> [EXERCISE REQUIREMENTS]
Throughout the listing that follows, find each line with the word "Mutex" and copy it.

> [RECORDS SUPPLIED]
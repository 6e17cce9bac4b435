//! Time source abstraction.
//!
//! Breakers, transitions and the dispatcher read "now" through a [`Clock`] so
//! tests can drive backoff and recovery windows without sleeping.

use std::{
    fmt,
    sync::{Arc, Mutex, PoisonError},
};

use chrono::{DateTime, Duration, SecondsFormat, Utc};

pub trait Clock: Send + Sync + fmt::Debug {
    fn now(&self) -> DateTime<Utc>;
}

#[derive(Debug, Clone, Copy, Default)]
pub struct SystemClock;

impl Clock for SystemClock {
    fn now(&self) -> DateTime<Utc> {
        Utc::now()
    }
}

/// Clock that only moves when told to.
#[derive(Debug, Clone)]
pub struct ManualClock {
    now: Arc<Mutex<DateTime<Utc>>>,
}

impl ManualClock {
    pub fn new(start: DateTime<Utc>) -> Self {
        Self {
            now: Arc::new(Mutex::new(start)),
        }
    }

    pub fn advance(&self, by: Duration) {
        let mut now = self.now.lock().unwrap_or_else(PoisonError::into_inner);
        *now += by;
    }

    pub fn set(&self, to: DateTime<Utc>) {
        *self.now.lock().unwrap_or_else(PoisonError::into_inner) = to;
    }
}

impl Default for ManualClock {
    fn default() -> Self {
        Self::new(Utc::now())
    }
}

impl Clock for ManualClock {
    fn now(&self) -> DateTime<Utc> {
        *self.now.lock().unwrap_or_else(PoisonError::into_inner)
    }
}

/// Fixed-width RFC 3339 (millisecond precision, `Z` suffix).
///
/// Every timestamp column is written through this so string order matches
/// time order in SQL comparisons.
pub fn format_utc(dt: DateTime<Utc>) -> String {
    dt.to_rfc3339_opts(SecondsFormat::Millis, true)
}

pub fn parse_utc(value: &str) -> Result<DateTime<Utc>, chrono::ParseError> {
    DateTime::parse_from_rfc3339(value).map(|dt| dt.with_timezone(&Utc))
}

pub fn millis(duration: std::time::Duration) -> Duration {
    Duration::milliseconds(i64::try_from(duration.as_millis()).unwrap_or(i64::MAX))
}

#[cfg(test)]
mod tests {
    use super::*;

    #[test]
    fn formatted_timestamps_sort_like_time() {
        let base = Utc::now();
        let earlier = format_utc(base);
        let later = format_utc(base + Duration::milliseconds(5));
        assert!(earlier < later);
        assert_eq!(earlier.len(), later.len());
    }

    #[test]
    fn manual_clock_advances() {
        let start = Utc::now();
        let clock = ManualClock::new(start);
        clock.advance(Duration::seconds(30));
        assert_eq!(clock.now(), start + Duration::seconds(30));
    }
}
---
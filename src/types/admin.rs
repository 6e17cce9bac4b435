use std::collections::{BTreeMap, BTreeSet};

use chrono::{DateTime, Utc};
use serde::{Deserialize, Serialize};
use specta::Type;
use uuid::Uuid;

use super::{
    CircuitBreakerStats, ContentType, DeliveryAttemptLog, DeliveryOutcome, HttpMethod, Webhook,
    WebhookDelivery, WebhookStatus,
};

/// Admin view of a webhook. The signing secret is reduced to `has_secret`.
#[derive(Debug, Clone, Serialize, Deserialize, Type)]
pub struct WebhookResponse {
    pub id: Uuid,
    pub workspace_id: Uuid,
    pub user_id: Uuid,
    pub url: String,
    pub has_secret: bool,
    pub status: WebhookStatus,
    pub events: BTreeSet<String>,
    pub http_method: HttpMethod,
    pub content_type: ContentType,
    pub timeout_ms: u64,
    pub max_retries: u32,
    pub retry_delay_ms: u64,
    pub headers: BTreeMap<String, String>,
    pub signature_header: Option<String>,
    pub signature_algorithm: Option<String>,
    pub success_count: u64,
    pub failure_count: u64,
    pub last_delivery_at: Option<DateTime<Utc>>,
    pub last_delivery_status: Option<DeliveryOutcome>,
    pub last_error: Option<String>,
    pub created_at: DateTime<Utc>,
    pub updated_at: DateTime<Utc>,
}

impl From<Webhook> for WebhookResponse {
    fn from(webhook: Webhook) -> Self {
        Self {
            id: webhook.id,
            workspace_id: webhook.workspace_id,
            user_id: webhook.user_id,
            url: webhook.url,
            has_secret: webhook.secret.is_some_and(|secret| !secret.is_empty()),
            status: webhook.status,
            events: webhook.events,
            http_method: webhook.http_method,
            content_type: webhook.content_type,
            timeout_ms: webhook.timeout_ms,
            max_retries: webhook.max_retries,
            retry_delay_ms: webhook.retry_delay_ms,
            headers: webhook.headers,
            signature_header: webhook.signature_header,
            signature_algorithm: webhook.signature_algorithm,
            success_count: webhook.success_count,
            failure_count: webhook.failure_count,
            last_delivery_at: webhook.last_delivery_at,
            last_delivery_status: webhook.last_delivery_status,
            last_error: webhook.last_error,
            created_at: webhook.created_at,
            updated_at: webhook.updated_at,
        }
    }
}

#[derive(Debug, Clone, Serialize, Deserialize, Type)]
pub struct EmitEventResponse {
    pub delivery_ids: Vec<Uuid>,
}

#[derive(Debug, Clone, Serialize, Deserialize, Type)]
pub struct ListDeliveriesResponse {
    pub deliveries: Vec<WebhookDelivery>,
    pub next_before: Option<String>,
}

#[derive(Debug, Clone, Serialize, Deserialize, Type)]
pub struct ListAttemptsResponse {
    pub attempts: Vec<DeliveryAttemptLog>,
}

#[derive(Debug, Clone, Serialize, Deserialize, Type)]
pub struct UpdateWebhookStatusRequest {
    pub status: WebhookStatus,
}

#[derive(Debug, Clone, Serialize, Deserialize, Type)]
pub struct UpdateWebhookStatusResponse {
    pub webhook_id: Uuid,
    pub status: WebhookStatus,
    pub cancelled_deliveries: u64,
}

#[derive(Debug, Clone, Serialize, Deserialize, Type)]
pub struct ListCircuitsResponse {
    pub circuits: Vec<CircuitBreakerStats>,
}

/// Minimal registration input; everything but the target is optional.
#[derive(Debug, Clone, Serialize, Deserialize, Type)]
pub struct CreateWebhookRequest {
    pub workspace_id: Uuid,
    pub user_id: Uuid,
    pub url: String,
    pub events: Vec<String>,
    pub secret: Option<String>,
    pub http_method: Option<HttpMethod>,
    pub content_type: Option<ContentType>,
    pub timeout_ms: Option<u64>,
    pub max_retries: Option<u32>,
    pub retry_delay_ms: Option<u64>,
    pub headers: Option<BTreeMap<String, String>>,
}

> [THE COMPLETED TASK]
    sync::{Arc, Mutex, PoisonError},
    now: Arc<Mutex<DateTime<Utc>>>,
            now: Arc::new(Mutex::new(start)),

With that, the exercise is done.